If you're really interested, I'd suggest your taking a look at my website, smartrelationshipdecisions.com. There, I have some ways to begin to take an inventory of possible problems and issues. I'd start by taking my little Blind Spot Test. It's surprisingly useful. Then go on to analyze both your relationship with this guy, and the others in your life, and YOUR OWN issues, in follow up to the blind spot results.

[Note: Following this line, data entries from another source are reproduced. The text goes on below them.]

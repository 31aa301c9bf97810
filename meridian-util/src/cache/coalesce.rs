use std::collections::HashMap;
use std::sync::Arc;

use tokio::sync::{Mutex, OwnedMutexGuard};

/// Serializes computations per key so concurrent misses compute once.
#[derive(Debug, Default)]
pub(super) struct Coalescer {
    inflight: Mutex<HashMap<String, Arc<Mutex<()>>>>,
}

impl Coalescer {
    pub async fn acquire(&self, key: &str) -> OwnedMutexGuard<()> {
        let lock = {
            let mut inflight = self.inflight.lock().await;
            Arc::clone(
                inflight
                    .entry(key.to_owned())
                    .or_insert_with(|| Arc::new(Mutex::new(()))),
            )
        };
        lock.lock_owned().await
    }

    /// Drop the key lock if nobody else is waiting on it.
    ///
    /// Must be called while still holding the guard returned by `acquire`.
    pub async fn release(&self, key: &str) {
        let mut inflight = self.inflight.lock().await;
        // one reference from the map, one from the caller's guard
        if inflight
            .get(key)
            .is_some_and(|lock| Arc::strong_count(lock) <= 2)
        {
            inflight.remove(key);
        }
    }

    #[cfg(test)]
    pub async fn len(&self) -> usize {
        self.inflight.lock().await.len()
    }
}
//! Network measures computed over a [`Graph`](crate::graph::Graph).
//!
//! Every function borrows the graph and only goes through its public queries, so the results
//! are the same whichever backend stores it. Measures whose denominator is structurally zero fail
//! with [`Error::UndefinedMetric`](crate::error::Error::UndefinedMetric) rather than returning a
//! made-up number.

mod centrality;
mod clustering;
mod shortest_path;
mod similarity;

pub use centrality::{
    average_neighbor_degree, degree_centralities, degree_centrality, popular_vertex,
};
pub use clustering::{average_clustering_coefficient, local_clustering_coefficient};
pub use shortest_path::{dijkstra, dijkstra_to, popular_distance, shortest_path};
pub use similarity::jaccard_similarity;

#[cfg(test)]
pub(crate) mod fixtures {
    use crate::graph::{BackendKind, Graph};
    use crate::record::Record;

    /// Builds the same graph with every backend.
    pub fn each_backend(records: &[Record]) -> Vec<Graph> {
        BackendKind::ALL
            .into_iter()
            .map(|kind| Graph::new(kind, records.to_vec()).unwrap())
            .collect()
    }

    pub fn triangle() -> Vec<Record> {
        vec![Record::new(1, 2), Record::new(2, 3), Record::new(1, 3)]
    }

    pub fn path() -> Vec<Record> {
        vec![Record::new(1, 2), Record::new(2, 3), Record::new(3, 4)]
    }

    /// A triangle 1-2-3 with a tail 3-4 and 5 on its own.
    pub fn kite() -> Vec<Record> {
        vec![
            Record::new(1, 2),
            Record::new(2, 3),
            Record::new(1, 3),
            Record::new(3, 4),
            Record::new(5, 5),
        ]
    }
}
//! Storage strategies for undirected graphs.
//!
//! Every backend answers the same queries with the same results for the same input, they differ
//! only in memory layout and complexity:
//!
//! | backend | `has_edge`/`weight` | `neighbors`/`degree` | memory |
//! |---|---|---|---|
//! | [`SetBackend`] | O(1) | O(E) | O(V + E) |
//! | [`MatrixBackend`] | O(1) | O(V) | O(V²) |
//! | [`ListBackend`] | O(deg) | O(deg) | O(V + E) |
//!
//! Backends are built once from a sequence of [`Record`]s and are read-only afterwards. The
//! duplicate, self-loop and weight rules are applied by [`EdgeList::from_records`] before any
//! backend sees the input, which is what keeps them equivalent.

use std::{
    collections::{hash_map::Entry, HashMap, HashSet},
    fmt::Debug,
};

use tracing::debug;

use crate::{
    edge::{Edge, Vertex},
    error::{Error, Result},
    record::Record,
};

mod list;
mod matrix;
mod set;

pub use list::ListBackend;
pub use matrix::MatrixBackend;
pub use set::SetBackend;

/// Weight of an edge whose record carries none.
pub const DEFAULT_WEIGHT: f64 = 1.0;

/// The query contract shared by all storage strategies.
///
/// Vertex arguments are expected to be vertices of the graph; backends answer `false`, `0`,
/// `None` or an empty sequence otherwise. [`Graph`](crate::graph::Graph) validates them first.
///
/// Every call to a sequence-producing method returns a fresh iterator, so any number of them can
/// be alive at the same time.
pub trait Backend: Debug {
    /// Returns the number of distinct vertices.
    fn vertex_count(&self) -> usize;

    /// Returns the number of distinct undirected edges.
    fn edge_count(&self) -> usize;

    fn has_vertex(&self, vertex: Vertex) -> bool;

    fn has_edge(&self, v0: Vertex, v1: Vertex) -> bool;

    /// Returns whether any input record carried an explicit weight.
    fn has_weights(&self) -> bool;

    /// Returns the distinct neighbors of `vertex`.
    fn neighbors(&self, vertex: Vertex) -> Box<dyn Iterator<Item = Vertex> + '_>;

    /// Returns the number of distinct neighbors of `vertex`.
    fn degree(&self, vertex: Vertex) -> usize {
        self.neighbors(vertex).count()
    }

    /// Returns the weight of the edge between `v0` and `v1`, `None` if the graph is unweighted
    /// or there is no such edge.
    fn weight(&self, v0: Vertex, v1: Vertex) -> Option<f64>;

    fn vertices(&self) -> Box<dyn Iterator<Item = Vertex> + '_>;

    /// Returns every undirected edge exactly once.
    fn edges(&self) -> Box<dyn Iterator<Item = Edge> + '_>;
}

/// Validated, deduplicated input shared by the backend constructors.
#[derive(Clone, Debug, Default, PartialEq)]
pub struct EdgeList {
    /// Distinct vertices in first-seen order.
    pub(crate) vertices: Vec<Vertex>,
    /// Distinct canonical edges in first-seen order, with their effective weight.
    pub(crate) edges: Vec<(Edge, f64)>,
    pub(crate) weighted: bool,
}

impl EdgeList {
    /// Normalises a sequence of records.
    ///
    /// - The list is weighted iff at least one record carries a weight, records without one get
    ///   [`DEFAULT_WEIGHT`].
    /// - Weights must be finite and nonnegative.
    /// - A self-loop record registers its vertex but no edge.
    /// - Repeated edges collapse into one. Repeats must agree on the effective weight, otherwise
    ///   [`Error::ConflictingWeight`] is returned.
    pub fn from_records<I>(records: I) -> Result<Self>
    where
        I: IntoIterator<Item = Record>,
    {
        let mut list = Self::default();
        let mut seen_vertices = HashSet::new();
        // Position of each edge in `list.edges`.
        let mut seen_edges: HashMap<Edge, usize> = HashMap::new();

        for record in records {
            let edge = record.edge();

            if let Some(weight) = record.weight {
                if !weight.is_finite() || weight < 0.0 {
                    return Err(Error::InvalidWeight { edge, weight });
                }
                list.weighted = true;
            }

            for vertex in [edge.v0(), edge.v1()] {
                if seen_vertices.insert(vertex) {
                    list.vertices.push(vertex);
                }
            }

            if edge.is_loop() {
                debug!(vertex = edge.v0(), "self-loop record registers its vertex only");
                continue;
            }

            let weight = record.weight.unwrap_or(DEFAULT_WEIGHT);
            match seen_edges.entry(edge) {
                Entry::Occupied(entry) => {
                    let first = list.edges[*entry.get()].1;
                    if first != weight {
                        return Err(Error::ConflictingWeight {
                            edge,
                            first,
                            second: weight,
                        });
                    }
                    debug!(%edge, "merged duplicate edge record");
                }
                Entry::Vacant(entry) => {
                    entry.insert(list.edges.len());
                    list.edges.push((edge, weight));
                }
            }
        }

        Ok(list)
    }

    pub fn vertex_count(&self) -> usize {
        self.vertices.len()
    }

    pub fn edge_count(&self) -> usize {
        self.edges.len()
    }

    pub fn is_weighted(&self) -> bool {
        self.weighted
    }
}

In most of life, buying a house, finding a doctor, etc., we screen for quality and problems or weaknesses. Bizarrely, we don't do this for ourselves or the other party in relationships. My stuff is a beginning. We learn the hard way or the easy way. Here's hoping you take the easy route.
Sincerely,
Dr. P.
He had already told me that on that day (or rather evening) he "had to" go to a "birthday thing" for a friend. And so he did. He left that morning for his class, leaving me alone and bleeding at the hotel. He didn't return until 2 hours after I had to check out, and then he went with his "friends" to a drinking festival of sorts. He wasn't online or available by phone all night. He called twice, the second time to say he couldn't get off the couch so couldn't come be with me. I know he got off the couch to go out and stayed out all night. I don't know, we aren't dating anymore - but it really hurt because it feels like he stuck around just long enough to make sure I'd taken the second set of pills and was miscarrying, and then he split. Also, the first night at the hotel we had sex and he said all these mushy, sentimental things that gave me false hope, but afterwards he withdrew from me emotionally for the second night. I admit I wanted the sex - I was feeling alone and afraid and still had feelings for him. I guess for me it was about love and for him it was just sex. I felt hurt and used and so so sad. The weird thing was he kept going on and on about how he can't stand men who try to use me for sex. Isn't that what he did too? He's a jerk, right? What is wrong with me?